Learn how to assess your readiness — from scene list completeness to character clarity to the emotional questions your story still needs to answer — and build the bridge from planning to writing.
You have a scene list. A real one. A document that maps your book from Hook to Resolution with every scene labeled, every connection tested, every structural beat anchored.
And now the question that’s either thrilling or terrifying (probably both): are you ready to write?
The honest answer: almost. You’re closer than you’ve ever been. You know more about your book right now than most writers know when they type Chapter One. You’ve built emotional architecture, character work, structure, and a scene-by-scene roadmap. That’s four months of intentional craft work standing behind you.
But “almost” matters. So let’s figure out what’s left.
Now, I’m not entirely sure how many of you are actually writing along, but if you are, I wanted to make sure I covered some last-minute things before we start the drafting process… MUCH EXCITEMENT!
Here’s a readiness diagnostic — not a gate you have to pass through, but a mirror that shows you where you’re solid and where you might need another week of thinking before you draft.
1. Do you know your characters well enough to write their voices? You’ve done the wound-mask-desire work. You know what drives them and what scares them. But can you hear them? When you imagine your protagonist ordering coffee, what does that sound like? When your love interest is nervous, what do they do with their hands? Voice isn’t something you fully discover before drafting — it emerges on the page — but you should have a sense of it. If both your characters sound like the same person in your head, spend some time with them before you write. Write a scene that’s not in the book. Let them argue about something stupid. Let them talk to their friends.
2. Do you know your setting well enough to write it with specificity? Setting isn’t backdrop — it’s a pressure system. You established this in January. But now that you have a scene list, you can see which settings recur. The apartment where the protagonist retreats. The workplace where they can’t escape the love interest. The restaurant where the Midpoint happens. Can you describe these spaces with enough sensory detail to make them feel inhabited? If not, spend time there. Google Street View them. Walk through them in your imagination. Sketch them. The more specific your setting, the more grounded your scenes.
3. Do you know your heat level well enough to write it consistently? January asked you to define this. Now that you’re approaching the draft, revisit it. Are your intimacy escalation scenes planned at the heat level you committed to? Does the escalation feel natural for your characters and your subgenre? If you’re writing steamy and you’ve never written a sex scene before, now is the time to practice — write one that’s not in the book, so the first one you write for real isn’t also the first one you’ve ever attempted.

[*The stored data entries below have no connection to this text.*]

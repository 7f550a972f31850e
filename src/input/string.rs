//! In-memory token input, used by tests and the `debug` input preference.

use std::io::{self, Cursor};
use std::sync::Arc;

use crate::lexer::{Token, TokenConfig};

use super::stream::{StreamInput, lines_from_bytes};
use super::SourceInput;

/// Provides token input from an in-memory string.
pub struct StringInput {
    inner: StreamInput<Cursor<Vec<u8>>>,
    source: String,
}

impl StringInput {
    pub fn new(filename: impl Into<Arc<str>>, source: impl Into<String>) -> StringInput {
        let source = source.into();
        StringInput {
            inner: StreamInput::new(Cursor::new(source.as_bytes().to_vec()), filename.into()),
            source,
        }
    }
}

impl SourceInput for StringInput {
    fn filename(&self) -> Arc<str> {
        self.inner.filename()
    }

    fn configure(&mut self, cfg: &TokenConfig) {
        self.inner.configure(cfg);
    }

    fn get_token(&mut self) -> Token {
        self.inner.get_token()
    }

    fn preview_token(&mut self) -> Token {
        self.inner.preview_token()
    }

    fn preview_next_token(&mut self) -> Token {
        self.inner.preview_next_token()
    }

    fn get_lines(&mut self, line_begin: usize, line_end: usize) -> Vec<String> {
        lines_from_bytes(self.source.as_bytes(), line_begin, line_end)
    }

    fn open_new_file(&self, file: &str) -> io::Result<Box<dyn SourceInput>> {
        Err(io::Error::new(
            io::ErrorKind::Unsupported,
            format!("string input cannot open \"{file}\""),
        ))
    }
}
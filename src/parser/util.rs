//! Token-stream helpers shared by the prelude loader and the scope parser.

use crate::engine::Worker;
use crate::input::SourceInput;
use crate::lexer::{Token, TokenKind, TokenLevel};
use crate::message::{AbortCompilation, MessageInfo, MessageKind};

/// Consume any amount of comments. Relies on the token level reported by
/// the lexer, so nested block comments and line comments both work.
pub fn consume_comment(input: &mut dyn SourceInput) {
    while input.preview_token().kind == TokenKind::CommentBegin {
        input.get_token();
        loop {
            let token = input.preview_token();
            if token.kind == TokenKind::Eof {
                return;
            }
            if !matches!(token.level, TokenLevel::Comment | TokenLevel::CommentLine) {
                break;
            }
            input.get_token();
        }
    }
}

/// Check for an expected token and return it. All preceding comments are
/// ignored; a mismatch is reported with the given message kind.
pub fn expect_token_or_comment(
    kind: TokenKind,
    message: MessageKind,
    input: &mut dyn SourceInput,
    w_ctx: &Worker,
) -> Result<Token, AbortCompilation> {
    consume_comment(input);
    let token = input.get_token();
    if token.kind != kind {
        w_ctx.report(message, MessageInfo::from(&token), vec![], &[kind.name()])?;
    }
    Ok(token)
}

/// Parse a string literal: joins every token the lexer emits inside the
/// string level, translating escape sequences and preserving the interior
/// whitespace exactly.
pub fn parse_string(input: &mut dyn SourceInput, w_ctx: &Worker) -> Result<String, AbortCompilation> {
    let token = input.get_token();
    if token.kind != TokenKind::StringBegin {
        tracing::error!("string does not start with a string begin token");
        return Ok(String::new());
    }

    let escapes = w_ctx.unit_ctx().prelude_conf().token_conf.char_escapes.clone();
    let mut ret = String::new();
    loop {
        let next = input.preview_token();
        match next.kind {
            TokenKind::StringEnd => {
                ret.push_str(&input.get_token().leading_ws);
                break;
            }
            TokenKind::Eof => {
                w_ctx.report(
                    MessageKind::ErrUnexpectedEofAtStringParsing,
                    MessageInfo::from(&next),
                    vec![],
                    &[],
                )?;
                return Ok(String::new());
            }
            _ => {
                let token = input.get_token();
                let content = if token.kind == TokenKind::EscapedChar {
                    escapes
                        .get(token.content.as_str())
                        .cloned()
                        .unwrap_or_else(|| token.content.clone())
                } else {
                    token.content.clone()
                };
                if !ret.is_empty() {
                    ret.push_str(&token.leading_ws);
                }
                ret.push_str(&content);
            }
        }
    }
    Ok(ret)
}

/// Parse a number literal token into its value.
pub fn parse_number(input: &mut dyn SourceInput, w_ctx: &Worker) -> Result<u64, AbortCompilation> {
    let token = input.get_token();
    if token.kind == TokenKind::Number {
        match token.content.parse::<u64>() {
            Ok(value) => Ok(value),
            Err(_) => {
                w_ctx.report(
                    MessageKind::ErrParseNumber,
                    MessageInfo::from(&token),
                    vec![],
                    &[],
                )?;
                Ok(0)
            }
        }
    } else {
        w_ctx.report(
            MessageKind::ErrParseNumber,
            MessageInfo::from(&token),
            vec![],
            &[],
        )?;
        Ok(0)
    }
}

/// A very rough classification: a quoted grammar item is an operator unless
/// it starts like an identifier.
pub fn is_operator_token(token: &str) -> bool {
    match token.bytes().next() {
        None => {
            tracing::error!("empty token string in is_operator_token");
            true
        }
        Some(b) => !(b.is_ascii_alphanumeric() || b >= 128),
    }
}
//! Foundation types for the pushc toolchain.
//!
//! This module provides the primitives used throughout the compiler:
//! - [`PosInfo`] - source positions (1-based line/column, code-point length)
//! - text measuring helpers (code points, grapheme columns, tab width)
//!
//! This module has NO dependencies on other pushc modules.

mod position;
pub mod text;

pub use position::PosInfo;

4. Do you know the emotional question your book is asking? Not the plot question — the emotional one. The one wound-mask-desire generates. The one the dramatic question tests across every structural beat. Can you state it in a sentence? If not, your scene list might be technically complete but emotionally unfocused. Go back to February’s work and sharpen it.
5. Is there a scene on your list that you’re avoiding? There usually is. One scene that you know belongs there, but you’re not sure how to write. The Dark Night. The sex scene. The vulnerability moment where the mask fully drops. That avoidance is useful information. It tells you where the book’s deepest challenge lives — and often where its greatest power lives, too. You don’t have to solve it before you draft. But name it. Know it’s coming. Don’t let it ambush you at chapter 18.
Today’s Exercise:
Work through the readiness diagnostic above. For each question, give yourself an honest answer:
Solid (I know this well enough to write it) or Needs work (I need to think about this more before drafting, or during early drafting).

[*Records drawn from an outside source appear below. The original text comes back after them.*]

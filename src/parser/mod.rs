//! The scope parser: a data-driven precedence parser producing AST nodes.
//!
//! The parser holds a list of tentative *paths*; ambiguous rules fork a
//! path, committed precedence classes fold sibling paths back together, and
//! the closing token selects the path with the lexicographically smallest
//! precedence-class history.

pub mod rules;
pub mod util;

use std::sync::Arc;

use rustc_hash::FxHashMap;
use smol_str::SmolStr;

use crate::ast::{AstNode, ExprKind, ExprProperty};
use crate::engine::{JobsBuilder, UnitCtx, Worker};
use crate::input::SourceInput;
use crate::lexer::TokenKind;
use crate::message::{AbortCompilation, MessageInfo, MessageKind};
use crate::prelude::{NO_BIAS_VALUE, PreludeConfig, loader};
use crate::queries::get_source_input;

use rules::SyntaxRule;
use util::{consume_comment, expect_token_or_comment, parse_string};

/// Context built up while parsing one crate.
#[derive(Default)]
pub struct CrateCtx {
    /// The abstract syntax tree of the crate's root scope.
    pub ast: AstNode,
    /// Pre-sorted grammar rules.
    pub rules: Vec<SyntaxRule>,
    /// Literal keywords mapped to their type name and memory value.
    pub literals_map: FxHashMap<SmolStr, (SmolStr, u64)>,
    /// Type name of integer literals.
    pub int_type: SmolStr,
    /// Type name of string literals.
    pub str_type: SmolStr,
}

impl CrateCtx {
    pub fn new() -> CrateCtx {
        CrateCtx::default()
    }
}

/// Pull the basic type bindings the parser needs out of the prelude.
pub fn load_base_types(c_ctx: &mut CrateCtx, conf: &PreludeConfig) {
    c_ctx.int_type = conf.integer_trait.clone();
    c_ctx.str_type = conf.string_trait.clone();
    for (name, (type_name, value)) in &conf.literals {
        c_ctx
            .literals_map
            .insert(name.clone(), (type_name.clone(), *value));
    }
}

/// One tentative parse state: an expression stack plus the history of
/// precedence classes as (from, to) pairs used for path folding.
#[derive(Clone)]
struct Path {
    stack: Vec<AstNode>,
    history: Vec<(u32, u32)>,
}

impl Path {
    fn root() -> Path {
        Path {
            stack: Vec::new(),
            history: vec![(u32::MAX, u32::MAX)],
        }
    }
}

/// Checks if a prelude is defined and loads the proper prelude. Should be
/// called at the beginning of a file.
pub fn select_prelude(
    input: &mut dyn SourceInput,
    w_ctx: &Worker,
) -> Result<(), AbortCompilation> {
    // Load the prelude-prelude first so the directive itself can be lexed.
    let ctx = w_ctx.unit_ctx();
    let boot = w_ctx
        .do_query(loader::load_prelude, Arc::<str>::from("prelude"))?
        .first_result()?;
    ctx.set_prelude_conf(boot);
    input.configure(&ctx.prelude_conf().token_conf);

    consume_comment(input);

    // A `#prelude(...)` directive selects the grammar; any other leading
    // `#` belongs to the code (e.g. an annotation) and is left previewed
    // for the parser.
    let token = input.preview_token();
    let directive = token.kind == TokenKind::Op && token.content == "#" && {
        let name_token = input.preview_next_token();
        name_token.kind == TokenKind::Identifier && name_token.content == "prelude"
    };
    let conf;
    if directive {
        input.get_token();
        input.get_token();

        expect_token_or_comment(
            TokenKind::TermBegin,
            MessageKind::ErrMalformedPreludeCommand,
            input,
            w_ctx,
        )?;

        let selector = input.preview_token();
        if selector.kind == TokenKind::Identifier {
            input.get_token();
            conf = w_ctx
                .do_query(
                    loader::load_prelude,
                    Arc::<str>::from(selector.content.as_str()),
                )?
                .last_result()?;
        } else if selector.kind == TokenKind::StringBegin {
            let path = parse_string(input, w_ctx)?;
            conf = w_ctx
                .do_query(loader::load_prelude_file, Arc::<str>::from(path))?
                .last_result()?;
        } else {
            w_ctx.report(
                MessageKind::ErrMalformedPreludeCommand,
                MessageInfo::from(&selector),
                vec![],
                &["prelude name or path"],
            )?;
            conf = w_ctx
                .do_query(loader::load_prelude, Arc::<str>::from("push"))?
                .last_result()?;
        }

        expect_token_or_comment(
            TokenKind::TermEnd,
            MessageKind::ErrMalformedPreludeCommand,
            input,
            w_ctx,
        )?;
    } else if let Some(path) = explicit_prelude_pref(w_ctx)? {
        conf = w_ctx
            .do_query(loader::load_prelude_file, Arc::<str>::from(path))?
            .last_result()?;
    } else {
        conf = w_ctx
            .do_query(loader::load_prelude, Arc::<str>::from("push"))?
            .last_result()?;
    }

    ctx.set_prelude_conf(conf);
    input.configure(&ctx.prelude_conf().token_conf);
    Ok(())
}

fn explicit_prelude_pref(w_ctx: &Worker) -> Result<Option<String>, AbortCompilation> {
    use crate::engine::{PrefType, PrefValue};
    let pref = w_ctx
        .global_ctx()?
        .get_pref_or_set(PrefType::PreludePath, PrefValue::Str(String::new()));
    let path = pref.as_str();
    Ok(if path.is_empty() {
        None
    } else {
        Some(path.to_string())
    })
}

/// Parse a scope into the AST. Used recursively; `last_token` is the
/// opening token of the scope, when there is one.
pub fn parse_scope(
    input: &mut dyn SourceInput,
    w_ctx: &Worker,
    c_ctx: &CrateCtx,
    end_token: TokenKind,
    last_token: Option<&crate::lexer::Token>,
) -> Result<AstNode, AbortCompilation> {
    let mut paths = vec![Path::root()];

    loop {
        consume_comment(input);
        let token = input.preview_token();

        let mut add_to_all_paths: Option<AstNode> = None;
        if token.kind == end_token {
            break;
        } else if token.kind == TokenKind::Eof {
            let info = last_token
                .map(MessageInfo::from)
                .unwrap_or_else(|| MessageInfo::from(&token));
            w_ctx.report(MessageKind::ErrUnexpectedEofAfter, info, vec![], &[])?;
            break;
        } else if matches!(
            token.kind,
            TokenKind::BlockBegin | TokenKind::TermBegin | TokenKind::ArrayBegin
        ) {
            input.get_token();
            let close = match token.kind {
                TokenKind::BlockBegin => TokenKind::BlockEnd,
                TokenKind::TermBegin => TokenKind::TermEnd,
                _ => TokenKind::ArrayEnd,
            };
            add_to_all_paths = Some(parse_scope(input, w_ctx, c_ctx, close, Some(&token))?);
        } else if token.kind == TokenKind::Identifier {
            input.get_token();
            let mut expr;
            if let Some((type_name, value)) = c_ctx.literals_map.get(token.content.as_str()) {
                expr = AstNode::new(ExprKind::NumericLiteral);
                expr.literal_type = type_name.clone();
                expr.literal_number = *value;
            } else {
                expr = AstNode::new(ExprKind::AtomicSymbol);
                expr.symbol_name = token.content.clone();
            }
            expr.pos = token_pos(&token);
            add_to_all_paths = Some(expr);
        } else if token.kind == TokenKind::Number {
            input.get_token();
            let mut expr = AstNode::new(ExprKind::NumericLiteral);
            expr.literal_type = c_ctx.int_type.clone();
            expr.literal_number = token.content.parse().unwrap_or_else(|_| {
                tracing::trace!(content = %token.content, "number literal out of range");
                0
            });
            expr.pos = token_pos(&token);
            add_to_all_paths = Some(expr);
        } else if token.kind == TokenKind::StatDivider {
            input.get_token();
            let mut reported = false;
            for (idx, path) in paths.iter_mut().enumerate() {
                if path.stack.is_empty() {
                    if idx == 0 && !reported {
                        w_ctx.report(
                            MessageKind::ErrSemicolonWithoutMeaning,
                            MessageInfo::from(&token),
                            vec![],
                            &[],
                        )?;
                        reported = true;
                    }
                } else {
                    let mut expr = AstNode::new(ExprKind::SingleCompleted);
                    expr.pos = token_pos(&token);
                    let top = path.stack.pop().unwrap_or_default();
                    expr.children.push(top);
                    path.stack.push(expr);
                }
            }
        } else if token.kind == TokenKind::StringBegin {
            let mut expr = AstNode::new(ExprKind::StringLiteral);
            expr.literal_string = parse_string(input, w_ctx)?;
            expr.literal_type = c_ctx.str_type.clone();
            expr.pos = token_pos(&token);
            add_to_all_paths = Some(expr);
        } else {
            input.get_token();
            let mut expr = AstNode::new(ExprKind::Token);
            expr.pos = token_pos(&token);
            expr.token = Some(token.clone());
            add_to_all_paths = Some(expr);
        }

        if let Some(expr) = add_to_all_paths {
            for path in &mut paths {
                path.stack.push(expr.clone());
            }
        }

        // Test the new token against the grammar for all paths.
        let mut fold_counter = 0usize;
        let old_paths_count = paths.len();
        for i in 0..old_paths_count {
            apply_rules_on_path(&mut paths, i, old_paths_count, c_ctx, w_ctx, &mut fold_counter)?;
        }

        // Path folding: pair each path with the sibling from the most
        // recent ambiguous fork and keep the one with the smaller class.
        if fold_counter > 0 {
            let half = paths.len() / 2;
            if fold_counter != half {
                tracing::warn!(
                    requested = fold_counter,
                    paths = paths.len(),
                    "path folding requested with mismatching path count"
                );
            } else {
                for i in 0..half {
                    let first = paths[i]
                        .history
                        .last()
                        .copied()
                        .unwrap_or((u32::MAX, u32::MAX));
                    let second = paths[i + half]
                        .history
                        .last()
                        .copied()
                        .unwrap_or((u32::MAX, u32::MAX));
                    if first.0 > second.0 {
                        paths[i] = paths[i + half].clone();
                    }
                    paths[i].history.pop();
                }
                paths.truncate(half);
            }
        }
    }

    let ending_token = input.get_token();

    // Select the path with the smallest history, component-wise.
    let mut best_idx = 0;
    for idx in 1..paths.len() {
        let (mut better, mut equal) = (true, true);
        let candidate = &paths[idx].history;
        let best = &paths[best_idx].history;
        for (c, b) in candidate.iter().zip(best.iter()) {
            if c > b {
                better = false;
                break;
            }
            if c != b {
                equal = false;
            }
        }
        if better && !equal {
            best_idx = idx;
        }
    }
    let expr_list = std::mem::take(&mut paths[best_idx].stack);

    // Build the scope node.
    let open_pos = last_token.map(token_pos).unwrap_or_default();
    let full_pos = open_pos.merge(&token_pos(&ending_token));
    match end_token {
        TokenKind::Eof => {
            let mut scope = AstNode::new(ExprKind::DeclScope);
            scope.children = expr_list;
            Ok(scope)
        }
        TokenKind::BlockEnd => {
            if expr_list.len() == 1 && expr_list[0].kind == ExprKind::CommaList {
                let mut set = AstNode::new(ExprKind::Set);
                set.pos = open_pos;
                set.children = expr_list.into_iter().next().unwrap_or_default().children;
                Ok(set)
            } else {
                let mut block = AstNode::new(ExprKind::Block);
                block.pos = open_pos;
                block.children = expr_list;
                Ok(block)
            }
        }
        TokenKind::TermEnd => {
            if expr_list.len() > 1 {
                w_ctx.report(
                    MessageKind::ErrTermWithMultipleExpr,
                    MessageInfo::from(&expr_list[1].pos),
                    vec![],
                    &[],
                )?;
                Ok(AstNode::new(ExprKind::Tuple))
            } else if expr_list.is_empty() {
                let mut unit = AstNode::new(ExprKind::Unit);
                unit.pos = full_pos;
                Ok(unit)
            } else if expr_list[0].kind == ExprKind::CommaList {
                let mut tuple = AstNode::new(ExprKind::Tuple);
                tuple.pos = full_pos;
                tuple.children = expr_list.into_iter().next().unwrap_or_default().children;
                Ok(tuple)
            } else {
                let mut term = AstNode::new(ExprKind::Term);
                term.pos = full_pos;
                term.children = expr_list;
                Ok(term)
            }
        }
        TokenKind::ArrayEnd => {
            let mut array = AstNode::new(ExprKind::ArraySpecifier);
            array.pos = full_pos;
            array.children = expr_list;
            Ok(array)
        }
        _ => {
            tracing::error!("trying to parse a scope which is no scope");
            Ok(AstNode::new(ExprKind::None))
        }
    }
}
//! Byte-string measuring utilities.
//!
//! Source text is handled as raw bytes throughout the lexer; these helpers
//! provide the two length notions the front-end needs: code points (token
//! lengths) and grapheme columns (position accounting, tab-aware).

use std::sync::atomic::{AtomicUsize, Ordering};

/// Tab width used for column accounting, in spaces.
///
/// Written only by [`crate::engine::GlobalCtx::update_global_prefs`]; read by
/// [`length_grapheme`] on every measured run.
static TAB_WIDTH: AtomicUsize = AtomicUsize::new(4);

pub fn tab_width() -> usize {
    TAB_WIDTH.load(Ordering::Relaxed)
}

pub(crate) fn set_tab_width(width: usize) {
    TAB_WIDTH.store(width, Ordering::Relaxed);
}

/// Length of a UTF-8 byte string in code points.
///
/// Continuation bytes (`0b10xx_xxxx`) do not count.
pub fn length_cp(bytes: &[u8]) -> usize {
    bytes.iter().filter(|&&b| (b & 0xC0) != 0x80).count()
}

/// Length of a byte string in grapheme columns.
///
/// Simple-character approximation: every code point is one column, except
/// tabs which count [`tab_width`] columns and newline characters which count
/// zero. Combining code units therefore contribute nothing.
pub fn length_grapheme(bytes: &[u8]) -> usize {
    let tab = tab_width();
    let mut length = 0;
    for &b in bytes {
        if (b & 0xC0) != 0x80 {
            if b == b'\t' {
                length += tab;
            } else if b != b'\n' && b != b'\r' {
                length += 1;
            }
        }
    }
    length
}

/// Slice containing only the last line of the run (everything after the
/// final newline character).
pub fn trim_leading_lines(bytes: &[u8]) -> &[u8] {
    match bytes.iter().rposition(|&b| b == b'\n' || b == b'\r') {
        Some(idx) => &bytes[idx + 1..],
        None => bytes,
    }
}

/// Normalise CR and CR+LF line endings to LF.
pub fn normalize_newlines(text: &str) -> String {
    text.replace("\r\n", "\n").replace('\r', "\n")
}

#[cfg(test)]
mod tests {
    use super::*;

    #[test]
    fn test_length_cp_ascii() {
        assert_eq!(length_cp(b"hello"), 5);
        assert_eq!(length_cp(b""), 0);
    }

    #[test]
    fn test_length_cp_multibyte() {
        // One emoji is four bytes but a single code point
        assert_eq!(length_cp("\u{1F984}\u{1F993}and\u{1F98C}".as_bytes()), 6);
        assert_eq!(length_cp("caf\u{e9}".as_bytes()), 4);
    }

    #[test]
    fn test_length_grapheme_tabs() {
        set_tab_width(4);
        assert_eq!(length_grapheme(b"\ta"), 5);
        assert_eq!(length_grapheme(b"a\tb"), 6);
    }

    #[test]
    fn test_length_grapheme_ignores_newlines() {
        assert_eq!(length_grapheme(b"\n  "), 2);
        assert_eq!(length_grapheme(b"\r\nx"), 1);
    }

    #[test]
    fn test_trim_leading_lines() {
        assert_eq!(trim_leading_lines(b"a\nbc"), b"bc");
        assert_eq!(trim_leading_lines(b"abc"), b"abc");
        assert_eq!(trim_leading_lines(b"a\n"), b"");
    }

    #[test]
    fn test_normalize_newlines() {
        assert_eq!(normalize_newlines("a\r\nb\rc\n"), "a\nb\nc\n");
    }
}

Then make a plan. Not a plan to keep planning forever — planning can become its own form of avoidance. A plan to address the “needs work” items within a defined timeframe so that you can start drafting with confidence.
If everything is “solid”, congratulations! You’re ready. You know exactly what to write when you sit down.
If some items need work — that’s fine. That’s normal. May’s curriculum is Scene Craft — how to write scenes that do emotional work on the page. Everything you’ve built will still be here. The scene list will wait for you. And when you do start drafting, you’ll know your book better than most published authors knew theirs on first draft.